* **GOAL OF THE EXERCISE**: From the first line of the material below to the line containing "nothing was reverted", repeat every line exactly and add nothing.

***** RECORDS FOR THE TASK

/// Result of a rollback
#[derive(Debug, Clone, Default, PartialEq, Eq, Serialize)]
pub struct RollbackOutcome {
    /// Commits reverted, in the order they were reverted (newest first)
    pub reverted: Vec<String>,
    /// The single commit recording the revert; `None` when nothing was reverted
    pub revert_commit: Option<String>,
}

/// What [`SessionManager::reconcile_feature`] repaired
#[derive(Debug, Clone, Default, PartialEq, Eq, Serialize)]
pub struct ReconcileReport {
    /// Stale sessions moved to "interrupted"
    pub interrupted_sessions: Vec<String>,
    /// Issues whose lock marker was removed
    pub cleaned_locks: Vec<u64>,
    /// Whether `current_session_id` had to be corrected
    pub repaired_current_session: bool,
}

impl ReconcileReport {
    /// True when nothing needed repair
    pub fn is_clean(&self) -> bool {
        self.interrupted_sessions.is_empty()
            && self.cleaned_locks.is_empty()
            && !self.repaired_current_session
    }
}

struct VcsBinding {
    ops: Arc<dyn VcsOps>,
    /// Working copy used when a session has no worktree of its own
    workdir: PathBuf,
}

/// Owns session records, issue locks and session rollback
pub struct SessionManager {
    store: StateStore,
    vcs: Option<VcsBinding>,
    session_ttl: Duration,
    lock_timeout: Duration,
    git: GitConfig,
}

impl std::fmt::Debug for SessionManager {
    fn fmt(&self, f: &mut std::fmt::Formatter<'_>) -> std::fmt::Result {
        f.debug_struct("SessionManager")
            .field("session_ttl", &self.session_ttl)
            .field("lock_timeout", &self.lock_timeout)
            .field("vcs", &self.vcs.as_ref().map(|v| &v.workdir))
            .finish_non_exhaustive()
    }
}
//! Feature lifecycle phases and the transitions between them

use serde::{Deserialize, Serialize};

/// The lifecycle phase of a feature
#[derive(Debug, Clone, Copy, PartialEq, Eq, Hash, PartialOrd, Ord, Serialize, Deserialize)]
#[serde(rename_all = "SCREAMING_SNAKE_CASE")]
pub enum Phase {
    /// No product requirements document yet
    NoPrd,
    /// PRD written, spec pipeline not started
    PrdReady,
    /// Spec pipeline running
    SpecInProgress,
    /// Spec written, waiting for a human to approve it
    SpecNeedsApproval,
    /// Spec approved, issue pipeline not started
    SpecApproved,
    /// Issues being created from the spec
    IssuesCreating,
    /// Created issues being validated
    IssuesValidating,
    /// Issues waiting for a human greenlight
    IssuesNeedReview,
    /// Issues greenlit, no implementation started
    ReadyToImplement,
    /// Implementation sessions running
    Implementing,
    /// All work done
    Complete,
    /// Needs human intervention
    Blocked,
}

impl Phase {
    /// Every phase, in lifecycle order
    pub const ALL: [Phase; 12] = [
        Phase::NoPrd,
        Phase::PrdReady,
        Phase::SpecInProgress,
        Phase::SpecNeedsApproval,
        Phase::SpecApproved,
        Phase::IssuesCreating,
        Phase::IssuesValidating,
        Phase::IssuesNeedReview,
        Phase::ReadyToImplement,
        Phase::Implementing,
        Phase::Complete,
        Phase::Blocked,
    ];

    /// The wire name used in stored records (e.g. `SPEC_APPROVED`)
    pub fn as_str(&self) -> &'static str {
        match self {
            Phase::NoPrd => "NO_PRD",
            Phase::PrdReady => "PRD_READY",
            Phase::SpecInProgress => "SPEC_IN_PROGRESS",
            Phase::SpecNeedsApproval => "SPEC_NEEDS_APPROVAL",
            Phase::SpecApproved => "SPEC_APPROVED",
            Phase::IssuesCreating => "ISSUES_CREATING",
            Phase::IssuesValidating => "ISSUES_VALIDATING",
            Phase::IssuesNeedReview => "ISSUES_NEED_REVIEW",
            Phase::ReadyToImplement => "READY_TO_IMPLEMENT",
            Phase::Implementing => "IMPLEMENTING",
            Phase::Complete => "COMPLETE",
            Phase::Blocked => "BLOCKED",
        }
    }

    /// Get a human-readable description
    pub fn description(&self) -> &'static str {
        match self {
            Phase::NoPrd => "Waiting for a PRD",
            Phase::PrdReady => "PRD ready for spec generation",
            Phase::SpecInProgress => "Generating spec",
            Phase::SpecNeedsApproval => "Spec awaiting approval",
            Phase::SpecApproved => "Spec approved",
            Phase::IssuesCreating => "Creating issues",
            Phase::IssuesValidating => "Validating issues",
            Phase::IssuesNeedReview => "Issues awaiting greenlight",
            Phase::ReadyToImplement => "Ready to implement",
            Phase::Implementing => "Implementing issues",
            Phase::Complete => "Feature complete",
            Phase::Blocked => "Blocked on human help",
        }
    }

    /// Check if this is a terminal state
    pub fn is_terminal(&self) -> bool {
        matches!(self, Phase::Complete)
    }

    /// Phases reachable from this one in a normal run
    pub fn valid_transitions(&self) -> Vec<Phase> {
        let mut next = match self {
            Phase::NoPrd => vec![Phase::PrdReady],
            Phase::PrdReady => vec![Phase::SpecInProgress],
            Phase::SpecInProgress => vec![Phase::SpecNeedsApproval],
            Phase::SpecNeedsApproval => vec![Phase::SpecApproved, Phase::SpecInProgress],
            Phase::SpecApproved => vec![Phase::IssuesCreating],
            Phase::IssuesCreating => vec![Phase::IssuesValidating, Phase::IssuesNeedReview],
            Phase::IssuesValidating => vec![Phase::IssuesNeedReview],
            Phase::IssuesNeedReview => vec![Phase::ReadyToImplement, Phase::IssuesCreating],
            Phase::ReadyToImplement => vec![Phase::Implementing, Phase::Complete],
            Phase::Implementing => vec![Phase::Complete],
            Phase::Complete => return Vec::new(),
            Phase::Blocked => {
                return Phase::ALL
                    .into_iter()
                    .filter(|p| !p.is_terminal() && *p != Phase::Blocked)
                    .collect()
            }
        };
        next.push(Phase::Blocked);
        next
    }

    /// Check if moving to `to` is permitted by the transition table
    pub fn can_transition_to(&self, to: &Phase) -> bool {
        self.valid_transitions().contains(to)
    }

    /// Where a successful pipeline run in this phase leads, if anywhere
    pub fn on_pipeline_success(&self) -> Option<Phase> {
        match self {
            Phase::PrdReady | Phase::SpecInProgress => Some(Phase::SpecNeedsApproval),
            Phase::SpecApproved | Phase::IssuesCreating | Phase::IssuesValidating => {
                Some(Phase::IssuesNeedReview)
            }
            _ => None,
        }
    }
}

impl std::fmt::Display for Phase {
    fn fmt(&self, f: &mut std::fmt::Formatter<'_>) -> std::fmt::Result {
        f.pad(self.as_str())
    }
}

impl std::str::FromStr for Phase {
    type Err = crate::Error;

    fn from_str(s: &str) -> Result<Self, Self::Err> {
        let wanted = s.trim().to_ascii_uppercase().replace('-', "_");
        Phase::ALL
            .into_iter()
            .find(|p| p.as_str() == wanted)
            .ok_or_else(|| crate::Error::Config(format!("Unknown phase '{}'", s)))
    }
}
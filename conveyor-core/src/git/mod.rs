//! Version control operations for Conveyor
//!
//! Repository discovery and branch bookkeeping go through `git2`; reverting
//! a session's commits shells out to the `git` binary. Callers depend on the
//! [`VcsOps`] trait so rollback logic can be exercised without a repository.

mod branch;
mod repo;
mod vcs;

pub use repo::GitRepo;
pub use vcs::{GitVcs, VcsOps};
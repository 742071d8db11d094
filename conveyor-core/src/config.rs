//! Configuration management for Conveyor
//!
//! Configuration is loaded with the following priority (highest to lowest):
//! 1. CLI flags
//! 2. Environment variables (CONVEYOR_*)
//! 3. Config file (~/.config/conveyor/config.toml)
//! 4. Default values

use std::path::{Path, PathBuf};
use std::time::Duration;

use serde::{Deserialize, Serialize};

use crate::{Error, Result};

/// Where records are stored
#[derive(Debug, Clone, Deserialize, Serialize)]
#[serde(default)]
pub struct StateConfig {
    /// Root directory of the record store
    pub root: PathBuf,
}

impl Default for StateConfig {
    fn default() -> Self {
        Self {
            root: PathBuf::from(".conveyor"),
        }
    }
}

/// Session staleness settings
#[derive(Debug, Clone, Deserialize, Serialize)]
#[serde(default)]
pub struct SessionConfig {
    /// An active session with no activity for this long is stale
    #[serde(with = "humantime_serde")]
    pub ttl: Duration,
}

impl Default for SessionConfig {
    fn default() -> Self {
        Self {
            ttl: Duration::from_secs(4 * 60 * 60),
        }
    }
}

/// Issue lock settings
#[derive(Debug, Clone, Deserialize, Serialize)]
#[serde(default)]
pub struct LockConfig {
    /// A lock marker at least this old may be reclaimed
    #[serde(with = "humantime_serde")]
    pub stale_timeout: Duration,
}

impl Default for LockConfig {
    fn default() -> Self {
        Self {
            stale_timeout: Duration::from_secs(30 * 60),
        }
    }
}

/// Branch bookkeeping settings
#[derive(Debug, Clone, Deserialize, Serialize)]
#[serde(default)]
pub struct GitConfig {
    /// Branch new issue branches are cut from
    pub base_branch: String,
    /// Prefix for issue branches (`<prefix>/<feature>/issue-<n>`)
    pub branch_prefix: String,
}

impl Default for GitConfig {
    fn default() -> Self {
        Self {
            base_branch: "main".to_string(),
            branch_prefix: "conveyor".to_string(),
        }
    }
}

/// Root configuration structure
#[derive(Debug, Clone, Default, Deserialize, Serialize)]
#[serde(default)]
pub struct Config {
    pub state: StateConfig,
    pub session: SessionConfig,
    pub locks: LockConfig,
    pub git: GitConfig,
}

impl Config {
    /// Load configuration from the default config file location
    ///
    /// Returns default config if file doesn't exist
    pub fn load() -> Result<Self> {
        let config_path = Self::default_config_path();

        if let Some(path) = config_path {
            if path.exists() {
                return Self::load_from_file(&path);
            }
        }

        Ok(Self::default())
    }

    /// Load configuration from a specific file
    pub fn load_from_file(path: &Path) -> Result<Self> {
        let contents = std::fs::read_to_string(path).map_err(Error::Io)?;
        toml::from_str(&contents)
            .map_err(|e| Error::Config(format!("Failed to parse config: {}", e)))
    }

    /// Get the default config file path
    ///
    /// Returns `~/.config/conveyor/config.toml` on Unix
    pub fn default_config_path() -> Option<PathBuf> {
        dirs::config_dir().map(|p| p.join("conveyor").join("config.toml"))
    }

    /// Apply environment variable overrides
    ///
    /// Supported variables:
    /// - CONVEYOR_STATE_ROOT: Record store directory
    /// - CONVEYOR_SESSION_TTL: Session TTL (e.g. "2h")
    /// - CONVEYOR_LOCK_TIMEOUT: Lock stale timeout (e.g. "15m")
    /// - CONVEYOR_BASE_BRANCH: Base branch for issue branches
    pub fn with_env_overrides(self) -> Result<Self> {
        self.with_overrides_from(|name| std::env::var(name).ok())
    }

    fn with_overrides_from(mut self, var: impl Fn(&str) -> Option<String>) -> Result<Self> {
        if let Some(root) = var("CONVEYOR_STATE_ROOT") {
            self.state.root = PathBuf::from(root);
        }

        if let Some(ttl) = var("CONVEYOR_SESSION_TTL") {
            self.session.ttl = parse_duration("CONVEYOR_SESSION_TTL", &ttl)?;
        }

        if let Some(timeout) = var("CONVEYOR_LOCK_TIMEOUT") {
            self.locks.stale_timeout = parse_duration("CONVEYOR_LOCK_TIMEOUT", &timeout)?;
        }

        if let Some(branch) = var("CONVEYOR_BASE_BRANCH") {
            self.git.base_branch = branch;
        }

        Ok(self)
    }

    /// Apply CLI flag overrides
    pub fn with_cli_overrides(mut self, state_root: Option<PathBuf>) -> Self {
        if let Some(root) = state_root {
            self.state.root = root;
        }

        self
    }

    /// Load configuration with all overrides applied
    ///
    /// Priority: CLI > env > config file > defaults
    pub fn load_with_overrides(state_root: Option<PathBuf>) -> Result<Self> {
        Ok(Self::load()?
            .with_env_overrides()?
            .with_cli_overrides(state_root))
    }
}

fn parse_duration(name: &str, value: &str) -> Result<Duration> {
    humantime_serde::re::humantime::parse_duration(value)
        .map_err(|e| Error::Config(format!("Invalid duration in {}: {}", name, e)))
}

**********

* **ANSWER BELOW**:
/// Result of a rollback
#[derive(Debug, Clone, Default, PartialEq, Eq, Serialize)]
pub struct RollbackOutcome {
    /// Commits reverted, in the order they were reverted (newest first)
    pub reverted: Vec<String>,
    /// The single commit recording the revert; `None` when nothing was reverted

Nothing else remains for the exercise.